The Crow will resurrect a little later than expected
Lionsgate's new-and-improved, Jokerfied Crow has flown to the end of summer
The Crow just flew into CinemaCon, and, boy, are its arms tired.
The hotly anticipated remake of the cult superhero movie about an undead rockstar with a mullet is flying from a June release date to an August one, which probably makes more sense than a Lionsgate remake of The Crow. Per Deadline, the scuttlebutt at CinemaCon is that several of Lionsgate will announce a change for several release dates, including The Crow and Saw XI. Originally expected to bow on June 7, The Crow will now make its nest in theaters on August 23. Should The Crow do the unthinkable and move to August, the June 7 release date frees up Bad Boys: Ride Or Die to make all the jokes about Marcus Burnett’s dead bedroom it wants.

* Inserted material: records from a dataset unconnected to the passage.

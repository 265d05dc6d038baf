//! `erd-metrics` — the outcome sink.
//!
//! [`MetricsRecorder`] implements
//! [`DispatchObserver`](erd_dispatch::DispatchObserver): it consumes
//! dispatch outcomes and search timings, derives summary statistics, and
//! exports the dispatch log as CSV.  Strictly write-only from the
//! dispatcher's perspective — nothing here ever feeds back into a dispatch
//! decision.

pub mod csv;
pub mod error;
pub mod recorder;


pub use error::MetricsError;
pub use recorder::{DispatchRow, MetricsRecorder, StrategyStats};
//! Points of interest and the directed routes connecting them.

use std::fmt;
use std::hash::{Hash, Hasher};

use erd_core::{GeoPoint, LocationId};

// ── LocationKind ──────────────────────────────────────────────────────────────

/// What a network node represents.
#[derive(Copy, Clone, PartialEq, Eq, Hash, Debug)]
pub enum LocationKind {
    City,
    DispatchCenter,
    IncidentSite,
}

impl LocationKind {
    pub fn as_str(self) -> &'static str {
        match self {
            LocationKind::City => "city",
            LocationKind::DispatchCenter => "dispatch_center",
            LocationKind::IncidentSite => "incident_site",
        }
    }
}

impl fmt::Display for LocationKind {
    fn fmt(&self, f: &mut fmt::Formatter<'_>) -> fmt::Result {
        f.write_str(self.as_str())
    }
}

// ── Location ──────────────────────────────────────────────────────────────────

/// An immutable point of interest on the network.
///
/// Equality and hashing are **by `id` alone** — two `Location` values with
/// the same id denote the same node even if name or position differ.  The
/// network and every learner/analyzer map relies on this.
#[derive(Clone, Debug)]
pub struct Location {
    pub id: LocationId,
    pub name: String,
    pub kind: LocationKind,
    pub position: GeoPoint,
}

impl Location {
    pub fn new(
        id: LocationId,
        name: impl Into<String>,
        kind: LocationKind,
        lat: f64,
        lon: f64,
    ) -> Self {
        Self { id, name: name.into(), kind, position: GeoPoint::new(lat, lon) }
    }
}

impl PartialEq for Location {
    fn eq(&self, other: &Self) -> bool {
        self.id == other.id
    }
}

impl Eq for Location {}

impl Hash for Location {
    fn hash<H: Hasher>(&self, state: &mut H) {
        self.id.hash(state);
    }
}

impl fmt::Display for Location {
    fn fmt(&self, f: &mut fmt::Formatter<'_>) -> fmt::Result {
        write!(f, "{} ({}) [{}]", self.name, self.id, self.kind)
    }
}

// ── Route ─────────────────────────────────────────────────────────────────────

/// A directed, weighted connection between two locations.
///
/// Connections are declared undirected but stored as two independent `Route`
/// values (one per direction) so congestion can differ by direction.  The
/// congestion factor is mutated only through
/// [`Network::update_congestion`](crate::Network::update_congestion) and is
/// clamped to a floor of 1.0 — congestion can slow travel, never speed it up
/// below baseline.
#[derive(Clone, Debug)]
pub struct Route {
    pub from: LocationId,
    pub to: LocationId,
    pub distance_km: f64,
    pub base_travel_min: f64,
    congestion: f64,
}

impl Route {
    pub fn new(from: LocationId, to: LocationId, distance_km: f64, base_travel_min: f64) -> Self {
        Self { from, to, distance_km, base_travel_min, congestion: 1.0 }
    }

    #[inline]
    pub fn congestion(&self) -> f64 {
        self.congestion
    }

    /// Set the congestion factor, clamped to ≥ 1.0.
    pub(crate) fn set_congestion(&mut self, factor: f64) {
        self.congestion = factor.max(1.0);
    }

    /// Effective travel time in minutes: `base_travel_min × congestion`.
    /// This is the edge weight used by both shortest-path engines.
    #[inline]
    pub fn weight(&self) -> f64 {
        self.base_travel_min * self.congestion
    }
}

impl fmt::Display for Route {
    fn fmt(&self, f: &mut fmt::Formatter<'_>) -> fmt::Result {
        write!(
            f,
            "{} -> {} ({:.2} km, {:.2} min, congestion {:.2}x)",
            self.from, self.to, self.distance_km, self.base_travel_min, self.congestion
        )
    }
}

However, an August release does make sense for a movie like The Crow, which prefers to be a little underground (or far aboveground, depending on its mood). The character isn’t what we’d call a mainstream superhero movie for kids, but rather a hard-R revenge thriller about a guy who returns from the grave to avenge his girlfriend’s rape. Obviously, revenge is one of three plot drivers Hollywood leans on hardest, the others being Mike and Dave needing wedding dates and “Squeakquel.” Still, perhaps the fine folks at Lionsgate thought the movie would do better a little later in the season. Then again, Bad Boys II has an entire sequence in which Martin Lawrence and Will Smith dig through hollowed-out corpses for ecstasy, so does the content even matter?
The Crow isn’t the only Lionsgate release making a change, though. Eric Draven’s fellow facepaint enthusiast, Jigsaw, will take another year to prep his latest warehouse of torture and learning. Saw XI will open in theaters on September 26, 2025, presumably giving us enough time to forget about that horrible bonemarrow challenge from Saw X. Instead of Saw XI, Lionsgate is releasing its Alexandre Aja’s Never Let Go, starring Halle Berry. Given Aja’s body of work, we expect this to be plenty gross, too.